In the month where volunteers are celebrated across Britain, Ant Hanlon, CEO of the Leeds Irish Health and Homes charity, outlines his views on the importance of volunteering to third sector services such as his own…

“This month we marked Volunteer Awareness Week and as CEO of LIHH I believe it’s so important that we value volunteers and the work they do alongside our frontline staff to help our service users achieve fulfilment and independence in their lives.

We recently went through our three yearly review of our Investors in People standard. As part of the discussion regarding diversity, the assessor asked me ‘what exactly is Irishness?’ in reference to the Irish in our name. As best I could, I explained that for us it was about providing a service to Irish people that respected their background, could connect with them straightaway through cultural and traditional mores, and on a human level could respond immediately to the  query ‘where are your people from?’

But it is also much more, it is about the values that we have developed and implemented as a service and an organisation which prides itself on being able to reach out to many communities who value the ‘Irish’ way in which we respond to them. I could see the assessor was still unsure as to whether I’d painted a picture she could relate to.

As part of the assessment a meeting was arranged with a group of our volunteers. Six people from very different and distant walks of life including service users. Their commonality was the land of their birth or ancestors.

The assessor asked them what brought them to volunteer at LIHH. They began to regale him with tales of experiences of their relatives and themselves - memories of signs on boarding houses of ‘No blacks, no dogs, no Irish’, comments on “funny” accents but also the value of friendships formed with their country people.

The assessor explained that they didn’t know much about Ireland although had visited Dublin and Belfast – the response from the group that they were halfway to being Irish brought great laughter. The talking, the craic, spirituality, the sense of fun, the passion about looking after each other and the pride in volunteering for LIHH were phrases which were fed back to me following this meeting. It was also confirmed that the assessor finally ‘got’ what we meant by the Irishness in our service.

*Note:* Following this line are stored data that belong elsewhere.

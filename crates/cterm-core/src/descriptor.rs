//! Session descriptor returned by the negotiation endpoint.

use serde::{Deserialize, Serialize};

/// The routing information needed to open a terminal channel.
///
/// Obtained once per dialog from the negotiation endpoint and never
/// mutated afterwards. The wire format uses `hostname`/`username`; the
/// struct keeps the shorter field names used throughout the bridge.
#[derive(Debug, Clone, PartialEq, Eq, Serialize, Deserialize)]
pub struct SessionDescriptor {
    /// Opaque channel routing key, used as a path component when opening
    /// the terminal channel.
    pub session_id: String,

    /// Target host the session runs on.
    #[serde(rename = "hostname")]
    pub host: String,

    /// Target port.
    pub port: u16,

    /// Remote user the session runs as.
    #[serde(rename = "username")]
    pub user: String,
}

impl SessionDescriptor {
    /// `user@host:port` form for logs and status lines.
    pub fn endpoint(&self) -> String {
        format!("{}@{}:{}", self.user, self.host, self.port)
    }
}

#[cfg(test)]
mod tests {
    use super::*;

    #[test]
    fn parses_negotiation_response() {
        let json = r#"{"session_id":"abc123","hostname":"10.0.0.5","port":22,"username":"ubuntu"}"#;
        let d: SessionDescriptor = serde_json::from_str(json).unwrap();
        assert_eq!(d.session_id, "abc123");
        assert_eq!(d.host, "10.0.0.5");
        assert_eq!(d.port, 22);
        assert_eq!(d.user, "ubuntu");
        assert_eq!(d.endpoint(), "ubuntu@10.0.0.5:22");
    }

    #[test]
    fn missing_field_is_an_error() {
        let json = r#"{"session_id":"abc123","hostname":"10.0.0.5"}"#;
        assert!(serde_json::from_str::<SessionDescriptor>(json).is_err());
    }
}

As shown here, volunteers can bring so much of their own experience and passion to the table for any organisation and can really be the topping on the cake for services. Capturing and utilising enthusiasm is a powerful experience.

However, we must not forget that volunteers need great support, training, development and management. They should not be seen, as I heard one person put it recently, as a ‘commissioner’s wet dream’, allowing services to vulnerable people to be run completely by people who give their time freely for a good cause.

The reality of the recent general election is that statutory services will be increasingly dismantled and tendered out to the voluntary sector over the next few years, offering not only opportunities for growth but also risks for services to race each other to the bottom. This race can unfairly start by misusing volunteers as a part of the tendering process to shore up services in the hope that the tender is secured at the lowest price.

If we as organisations are clear about the value volunteers bring to our service then we must be clear to commissioners and funders that volunteers have cost implications which must be funded so that proper and sustainable solutions for vulnerable people result.

Valuing people is what volunteering should be about; not using them as cheap labour. Surely that isn’t right is it?”